Mr. MCCABE was born in Ireland, November 28, 1837; he is the son of Francis and Eliza MCCABE, who were also natives of the Emerald Isle; who had a family of eight children--Terrence, John C., Mary A., Francis, Eliza, Frances and Agnes.

His parents came to America when he was but two years of age, leaving him in his native land with his grandparents, with whom he lived until nine years old, at which time he came to America with friends and met his father at Boston Harbor, with whom he lived until he was of age. His family settled on a farm in Wisconsin in 1848, and he was then twenty years old, and in the winter of 1860-61, he followed logging in the pine districts of Wisconsin. In April of that year, the thundering cannon fired on Ft. Sumter and was the signal of a great conflict, the sequel of which was only found at the end of a four-years' bloody rebellion. Our subject who was fired with the spirit of patriotism, only born of the love of liberty, and only carried out by self-sacrifice and hardship, enlisted as a soldier in the Union army, a month after the Stars and Bars were unfurled to the breeze. He became a member of Company B, Third Wisconsin Infantry, under Capt. SCOTT, enlisting at Oshkosh. He was sent to Hagarstown, Md., and from there to Harper's Ferry, Va., and was at the engagement of Balls Bluff, Winchester, Cedar Mountain, Second Battle of Bull Run, South Mountain, Antietam, Fredericksburg, Chancellorsville, Gettysburg and Mine Run. He was in the service from May, 1861 to May, 1864, when he received his discharge, after which he went into the Quartermaster's Department with Gen. THOMAS' army where he remained until the spring of 1866 and then came to Harrison County, Iowa.
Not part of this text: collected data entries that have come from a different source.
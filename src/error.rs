//! Errors returned while building or coloring graphs.

use std::path::PathBuf;

use thiserror::Error;

use crate::graph::Rule;

#[derive(Debug, Error)]
pub enum GraphError {
    /// The adjacency list grammar rejected the input.
    #[error("could not parse adjacency list: {0}")]
    Parse(#[from] Box<pest::error::Error<Rule>>),

    /// The adjacency list could not be read from disk.
    #[error("can't read file: {}", path.display())]
    Read {
        path: PathBuf,
        #[source]
        source: std::io::Error,
    },

    /// No built in example graph goes by this name.
    #[error("no example graph named {0:?}")]
    UnknownExample(String),
}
He was married July 20, 1865, to Martha J. DUGGER, the daughter of William and Cyrena DUGGER, natives of Tennessee. His wife was one of a family of eleven children, of whom the following are the names: Martha, Thomas, Sarah, Alonzo, deceased, John; Melvina and Harriet, deceased; Margaret, Wallace, Lafayette and Alice. Eight of these children are living.

Our subject and his wife have had their home blessed by the advent of ten children--Caroline, William, John, Terence D., deceased, Eliza, Peter, Frances, Mary, Agnes and Nellie.

Mr. MCCABE is a member of the Masonic order, belongs to Magnolia Lodge, No. 126.

From the day our subject landed in Boston, at the age of nine years, his had been a varied experience, having lived in this, his adopted country prior to the rebellion, and having marched through the long campaigns, beneath the burning Southern skies, tented in the field, and been in the ranks, where grape and canister shot fell like hail, participating in the largest battles of that terrible strife, and then returning to farm life in Harrison County, in advance of railroads, it may be said that he has seen much of true hardship.